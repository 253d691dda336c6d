//! Login page object.
//!
//! Locators prefer stable accessible attributes (placeholder, role) over
//! markup position; the outcome indicators are the three validation states
//! the app renders plus the post-login user marker.

use crate::browser::{PageHandle, WaitUntil};
use crate::config::{AppConfig, TimeoutTier};
use crate::error::Result;
use crate::locator::Locator;

pub struct LoginPage<'a> {
    page: &'a PageHandle,
    app: AppConfig,
}

impl<'a> LoginPage<'a> {
    pub fn new(page: &'a PageHandle, app: &AppConfig) -> Self {
        Self {
            page,
            app: app.clone(),
        }
    }

    pub fn username_input() -> Locator {
        Locator::placeholder("Username")
    }

    pub fn password_input() -> Locator {
        Locator::placeholder("Password")
    }

    pub fn login_button() -> Locator {
        Locator::role("button", "Log in")
    }

    /// Marker that only renders for an authenticated user.
    pub fn logged_in_marker() -> Locator {
        Locator::css(".userName")
    }

    pub fn success_message() -> Locator {
        Locator::text("Login successful")
    }

    pub fn global_error() -> Locator {
        Locator::text("Incorrect username or password")
    }

    pub fn username_required_message() -> Locator {
        Locator::text("Username is required")
    }

    pub fn password_required_message() -> Locator {
        Locator::text("Password is required")
    }

    /// Open the login page, waiting for the document to load.
    pub async fn open(&self) -> Result<()> {
        self.page
            .goto(&self.app.login_url(), WaitUntil::Load)
            .await
    }

    pub async fn enter_username(&self, username: &str) -> Result<()> {
        self.page
            .fill(&Self::username_input(), username, None)
            .await
    }

    pub async fn enter_password(&self, password: &str) -> Result<()> {
        self.page
            .fill(&Self::password_input(), password, None)
            .await
    }

    pub async fn submit(&self) -> Result<()> {
        self.page.click(&Self::login_button(), None).await
    }

    pub async fn is_logged_in(&self) -> Result<bool> {
        self.page.is_visible(&Self::logged_in_marker(), None).await
    }

    pub async fn success_message_text(&self) -> Result<String> {
        self.page.inner_text(&Self::success_message(), None).await
    }

    pub async fn error_message_text(&self) -> Result<String> {
        self.page.inner_text(&Self::global_error(), None).await
    }

    pub async fn is_global_error_visible(&self) -> Result<bool> {
        self.page.is_visible(&Self::global_error(), None).await
    }

    /// Form validation shows quickly or not at all, so these use the short
    /// budget.
    pub async fn is_username_required_visible(&self) -> Result<bool> {
        self.page
            .is_visible(&Self::username_required_message(), Some(TimeoutTier::Short))
            .await
    }

    pub async fn is_password_required_visible(&self) -> Result<bool> {
        self.page
            .is_visible(&Self::password_required_message(), Some(TimeoutTier::Short))
            .await
    }
}
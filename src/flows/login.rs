//! Login business flow.

use tracing::info;

use crate::browser::{PageHandle, WaitUntil};
use crate::config::{Config, Credentials, TimeoutTier};
use crate::error::{Result, UtaError};
use crate::flows::step;
use crate::pages::LoginPage;

pub struct LoginFlow<'a> {
    page: &'a PageHandle,
    config: &'a Config,
}

impl<'a> LoginFlow<'a> {
    pub fn new(page: &'a PageHandle, config: &'a Config) -> Self {
        Self { page, config }
    }

    fn login_page(&self) -> LoginPage<'a> {
        LoginPage::new(self.page, &self.config.app)
    }

    /// Perform the login steps without judging the outcome; assertion is
    /// the caller's job.
    pub async fn login(&self, username: &str, password: &str) -> Result<()> {
        let tracer = self.page.tracer();
        let login_page = self.login_page();

        step(tracer, "open login page");
        login_page.open().await?;

        step(tracer, &format!("enter username '{username}'"));
        login_page.enter_username(username).await?;

        step(tracer, "enter password");
        login_page.enter_password(password).await?;

        step(tracer, "click login button");
        login_page.submit().await?;

        step(tracer, "wait for the page to settle");
        self.page
            .wait_for_load_state(WaitUntil::NetworkIdle, Some(TimeoutTier::Long))
            .await?;

        info!("login steps completed; outcome not asserted");
        Ok(())
    }

    /// Log in with the default account (env vars over config file).
    pub async fn login_with_default_account(&self) -> Result<()> {
        let credentials = self.config.credentials()?;
        info!(username = %credentials.username, "logging in with default account");
        self.login(&credentials.username, &credentials.password)
            .await
    }

    /// Login that must succeed. With no credentials given, the default
    /// account is resolved; missing credentials fail fast before any
    /// browser work.
    pub async fn login_should_succeed(&self, credentials: Option<Credentials>) -> Result<()> {
        let credentials = match credentials {
            Some(credentials) => credentials,
            None => self.config.credentials()?,
        };
        self.login(&credentials.username, &credentials.password)
            .await?;

        if self.login_page().is_logged_in().await? {
            info!("login succeeded");
            Ok(())
        } else {
            Err(UtaError::assertion(
                "expected login to succeed, but the logged-in marker never appeared",
            ))
        }
    }

    /// Login that must fail, asserting the indicator matching the input
    /// shape: empty username and empty password both fall through to the
    /// global error, a single empty field expects its form validation
    /// message.
    pub async fn login_should_fail(&self, username: &str, password: &str) -> Result<()> {
        info!(username, "running login expected to fail");
        self.login(username, password).await?;
        let login_page = self.login_page();

        if username.is_empty() && !password.is_empty() {
            if !login_page.is_username_required_visible().await? {
                return Err(UtaError::assertion(
                    "expected the 'Username is required' validation message, but it never appeared",
                ));
            }
        } else if !username.is_empty() && password.is_empty() {
            if !login_page.is_password_required_visible().await? {
                return Err(UtaError::assertion(
                    "expected the 'Password is required' validation message, but it never appeared",
                ));
            }
        } else if !login_page.is_global_error_visible().await? {
            return Err(UtaError::assertion(
                "expected the 'Incorrect username or password' error, but it never appeared",
            ));
        }
        Ok(())
    }
}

============================================================

__Exercise objective__
Please go through the data and copy each line containing the word "tracer".

__Response__
        let tracer = self.page.tracer();
        step(tracer, "open login page");
        step(tracer, &format!("enter username '{username}'"));
        step(tracer, "enter password");
        step(tracer, "click login button");
        step(tracer, "wait for the page to settle");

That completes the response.